What is Childhood Leukemia?
The blood-forming cells are affected by Leukaemia in their early stages. In most cases of leukaemia, white blood cells of a person are affected, but not in all as in some cases, this condition also affects other type of blood cells. If you are wondering as to what is childhood leukaemia, it should be noted that symptoms of leukaemia in children are the same as those of the disease in adults but at times they can be confusing. Wilms’ Tumour or neuroblastoma symptoms in children can be similar to those of leukaemia.
Blood cells are produced in the bone marrow. The white blood cells help to fight your body infection.

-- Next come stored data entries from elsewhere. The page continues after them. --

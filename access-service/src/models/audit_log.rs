//! Audit log model - append-only record of sensitive and state-changing actions.

use chrono::{DateTime, Utc};
use serde::{Deserialize, Serialize};
use sqlx::FromRow;
use utoipa::ToSchema;
use uuid::Uuid;

/// Audit severity levels.
#[derive(Debug, Clone, Copy, PartialEq, Eq, Serialize, Deserialize)]
#[serde(rename_all = "lowercase")]
pub enum AuditSeverity {
    Info,
    Warning,
    Critical,
}

impl AuditSeverity {
    pub fn as_str(&self) -> &'static str {
        match self {
            AuditSeverity::Info => "info",
            AuditSeverity::Warning => "warning",
            AuditSeverity::Critical => "critical",
        }
    }
}

/// Audited action keys.
#[derive(Debug, Clone, Copy, PartialEq, Eq, Serialize, Deserialize)]
#[serde(rename_all = "snake_case")]
pub enum AuditAction {
    LoginSucceeded,
    LoginFailed,
    Logout,
    SessionRevoked,
    SessionsSwept,
    PermissionDenied,
    ProfileCreated,
    ProfileUpdated,
    ProfileDeactivated,
    ProfileGrantChanged,
    ProfileAssigned,
    ProfileUnassigned,
    PasskeyRegistered,
    PasskeyReplayRejected,
    BackupCodesRegenerated,
    BackupCodeUsed,
    ConsentGranted,
    ConsentRevoked,
    DataRequestOpened,
    DataRequestAdvanced,
    PersonUpdated,
    PasswordResetRequested,
    DemoUserProvisioned,
    PaymentIntentCreated,
}

impl AuditAction {
    pub fn as_str(&self) -> &'static str {
        match self {
            AuditAction::LoginSucceeded => "login_succeeded",
            AuditAction::LoginFailed => "login_failed",
            AuditAction::Logout => "logout",
            AuditAction::SessionRevoked => "session_revoked",
            AuditAction::SessionsSwept => "sessions_swept",
            AuditAction::PermissionDenied => "permission_denied",
            AuditAction::ProfileCreated => "profile_created",
            AuditAction::ProfileUpdated => "profile_updated",
            AuditAction::ProfileDeactivated => "profile_deactivated",
            AuditAction::ProfileGrantChanged => "profile_grant_changed",
            AuditAction::ProfileAssigned => "profile_assigned",
            AuditAction::ProfileUnassigned => "profile_unassigned",
            AuditAction::PasskeyRegistered => "passkey_registered",
            AuditAction::PasskeyReplayRejected => "passkey_replay_rejected",
            AuditAction::BackupCodesRegenerated => "backup_codes_regenerated",
            AuditAction::BackupCodeUsed => "backup_code_used",
            AuditAction::ConsentGranted => "consent_granted",
            AuditAction::ConsentRevoked => "consent_revoked",
            AuditAction::DataRequestOpened => "data_request_opened",
            AuditAction::DataRequestAdvanced => "data_request_advanced",
            AuditAction::PersonUpdated => "person_updated",
            AuditAction::PasswordResetRequested => "password_reset_requested",
            AuditAction::DemoUserProvisioned => "demo_user_provisioned",
            AuditAction::PaymentIntentCreated => "payment_intent_created",
        }
    }
}

/// Audit log entity (logs_auditoria). Write-once: rows are inserted and
/// queried, never updated or deleted by the application.
#[derive(Debug, Clone, FromRow)]
pub struct AuditLogEntry {
    pub log_id: Uuid,
    pub actor_person_id: Option<Uuid>,
    pub action_key: String,
    pub resource_type: Option<String>,
    pub resource_id: Option<Uuid>,
    pub old_value: Option<serde_json::Value>,
    pub new_value: Option<serde_json::Value>,
    pub success_flag: bool,
    pub severity_code: String,
    pub ip_address: Option<String>,
    pub user_agent: Option<String>,
    pub session_id: Option<Uuid>,
    pub metadata: Option<serde_json::Value>,
    pub created_utc: DateTime<Utc>,
}

impl AuditLogEntry {
    /// Create an audit entry for a user action.
    pub fn user_action(
        actor_person_id: Uuid,
        action: AuditAction,
        resource_type: Option<String>,
        resource_id: Option<Uuid>,
    ) -> Self {
        Self {
            log_id: Uuid::new_v4(),
            actor_person_id: Some(actor_person_id),
            action_key: action.as_str().to_string(),
            resource_type,
            resource_id,
            old_value: None,
            new_value: None,
            success_flag: true,
            severity_code: AuditSeverity::Info.as_str().to_string(),
            ip_address: None,
            user_agent: None,
            session_id: None,
            metadata: None,
            created_utc: Utc::now(),
        }
    }

    /// Create a system-level audit entry (no actor).
    pub fn system_action(
        action: AuditAction,
        resource_type: Option<String>,
        resource_id: Option<Uuid>,
    ) -> Self {
        Self {
            log_id: Uuid::new_v4(),
            actor_person_id: None,
            action_key: action.as_str().to_string(),
            resource_type,
            resource_id,
            old_value: None,
            new_value: None,
            success_flag: true,
            severity_code: AuditSeverity::Info.as_str().to_string(),
            ip_address: None,
            user_agent: None,
            session_id: None,
            metadata: None,
            created_utc: Utc::now(),
        }
    }

    /// Mark the entry as a failed/denied attempt.
    pub fn failed(mut self, severity: AuditSeverity) -> Self {
        self.success_flag = false;
        self.severity_code = severity.as_str().to_string();
        self
    }

    pub fn with_severity(mut self, severity: AuditSeverity) -> Self {
        self.severity_code = severity.as_str().to_string();
        self
    }

    pub fn with_snapshots(
        mut self,
        old_value: Option<serde_json::Value>,
        new_value: Option<serde_json::Value>,
    ) -> Self {
        self.old_value = old_value;
        self.new_value = new_value;
        self
    }

    pub fn with_metadata(mut self, metadata: serde_json::Value) -> Self {
        self.metadata = Some(metadata);
        self
    }

    /// Attach request context (ip, user agent, session).
    pub fn with_request_context(
        mut self,
        ip_address: Option<String>,
        user_agent: Option<String>,
        session_id: Option<Uuid>,
    ) -> Self {
        self.ip_address = ip_address;
        self.user_agent = user_agent;
        self.session_id = session_id;
        self
    }
}

/// Audit log response for API.
#[derive(Debug, Serialize, ToSchema)]
pub struct AuditLogResponse {
    pub log_id: Uuid,
    pub actor_person_id: Option<Uuid>,
    pub action_key: String,
    pub resource_type: Option<String>,
    pub resource_id: Option<Uuid>,
    #[schema(value_type = Option<Object>)]
    pub old_value: Option<serde_json::Value>,
    #[schema(value_type = Option<Object>)]
    pub new_value: Option<serde_json::Value>,
    pub success: bool,
    pub severity: String,
    pub ip_address: Option<String>,
    pub created_utc: DateTime<Utc>,
}

impl From<AuditLogEntry> for AuditLogResponse {
    fn from(e: AuditLogEntry) -> Self {
        Self {
            log_id: e.log_id,
            actor_person_id: e.actor_person_id,
            action_key: e.action_key,
            resource_type: e.resource_type,
            resource_id: e.resource_id,
            old_value: e.old_value,
            new_value: e.new_value,
            success: e.success_flag,
            severity: e.severity_code,
            ip_address: e.ip_address,
            created_utc: e.created_utc,
        }
    }
}
//! Privacy consent and data-request handlers.

use axum::{
    extract::{Path, Query, State},
    http::StatusCode,
    response::IntoResponse,
    Json,
};
use hub_core::error::AppError;
use serde::Deserialize;
use utoipa::IntoParams;
use uuid::Uuid;

use crate::{
    middleware::CurrentUser,
    models::{
        AdvanceDataRequest, ConsentResponse, DataRequestResponse, DataRequestState,
        GrantConsentRequest, OpenDataRequest,
    },
    AppState,
};

/// Grant a consent for the caller.
pub async fn grant_consent(
    State(state): State<AppState>,
    CurrentUser(ctx): CurrentUser,
    Json(req): Json<GrantConsentRequest>,
) -> Result<impl IntoResponse, AppError> {
    let consent = state
        .consents
        .grant(&ctx, req.consent_type, req.version)
        .await?;
    Ok((StatusCode::CREATED, Json(ConsentResponse::from(consent))))
}

/// Revoke one of the caller's consents. Idempotent.
pub async fn revoke_consent(
    State(state): State<AppState>,
    CurrentUser(ctx): CurrentUser,
    Path(consent_id): Path<Uuid>,
) -> Result<impl IntoResponse, AppError> {
    state.consents.revoke(&ctx, consent_id).await?;
    Ok(StatusCode::NO_CONTENT)
}

/// List the caller's consents.
pub async fn list_consents(
    State(state): State<AppState>,
    CurrentUser(ctx): CurrentUser,
) -> Result<Json<Vec<ConsentResponse>>, AppError> {
    let consents = state.consents.list(ctx.person_id).await?;
    Ok(Json(consents.into_iter().map(ConsentResponse::from).collect()))
}

/// Open an export/delete data request for the caller.
pub async fn open_data_request(
    State(state): State<AppState>,
    CurrentUser(ctx): CurrentUser,
    Json(req): Json<OpenDataRequest>,
) -> Result<impl IntoResponse, AppError> {
    let request = state.consents.open_request(&ctx, req.request_type).await?;
    Ok((StatusCode::CREATED, Json(DataRequestResponse::from(request))))
}

/// List the caller's data requests.
pub async fn list_my_data_requests(
    State(state): State<AppState>,
    CurrentUser(ctx): CurrentUser,
) -> Result<Json<Vec<DataRequestResponse>>, AppError> {
    let requests = state
        .consents
        .list_requests_for_person(ctx.person_id)
        .await?;
    Ok(Json(
        requests.into_iter().map(DataRequestResponse::from).collect(),
    ))
}

/// Filters for the admin data-request listing.
#[derive(Debug, Deserialize, IntoParams)]
pub struct DataRequestQuery {
    pub state: Option<DataRequestState>,
}

/// List data requests by state (admin).
pub async fn list_data_requests(
    State(state): State<AppState>,
    Query(query): Query<DataRequestQuery>,
) -> Result<Json<Vec<DataRequestResponse>>, AppError> {
    let requests = state.consents.list_requests(query.state).await?;
    Ok(Json(
        requests.into_iter().map(DataRequestResponse::from).collect(),
    ))
}

/// Advance a data request's lifecycle (admin).
pub async fn advance_data_request(
    State(state): State<AppState>,
    CurrentUser(ctx): CurrentUser,
    Path(request_id): Path<Uuid>,
    Json(req): Json<AdvanceDataRequest>,
) -> Result<Json<DataRequestResponse>, AppError> {
    let request = state
        .consents
        .advance_request(&ctx, request_id, req.state, req.failure_reason)
        .await?;
    Ok(Json(DataRequestResponse::from(request)))
}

Leukaemia is the condition in which the normal production of white blood cells becomes difficult. Abnormally high level of white blood cells are produced which gather around the healthy blood cells, due to which they cannot function normally in the body. There are two types of leukaemia, acute and chronic. Children usually get the acute type.
A child is more at risk of leukaemia if:
- His brother or sister has the same disease.
- He has certain genetic disorders, and
- He has undergone chemotherapy or radiation therapy.
Types of acute leukaemia in children
- Acute lymphocytic leukaemia – About three-fourth of all cases of childhood leukaemia is accounted by acute lymphocytic leukaemia. It originates in the lymphoid cell of the bone marrow.
- Acute myelogenous leukaemia – Most of the cases of a child with leukaemia fall under the category of this type. This type of leukaemia begins in the cells that form white blood cells, red blood cells or platelets.
- Hybrid or mixed lineage leukaemia – This type of leukaemia is very rare and it shows the features of both the abovementioned leukaemia. The treatment of this type is usually the same as what is given for acute lymphocytic leukaemia.
Chronic leukemia in children
There are two types of chronic leukaemia. These are rare in children. They are called Chronic Myeloid (Myelogenous) Leukaemia and Chronic Lymphocytic Leukemia. Treatment is often successful for curing childhood leukemia. It includes chemotherapy, drug therapy and radiation therapy. Bone marrow transplantation and blood stem transplantation can help in the treatment of leukaemia.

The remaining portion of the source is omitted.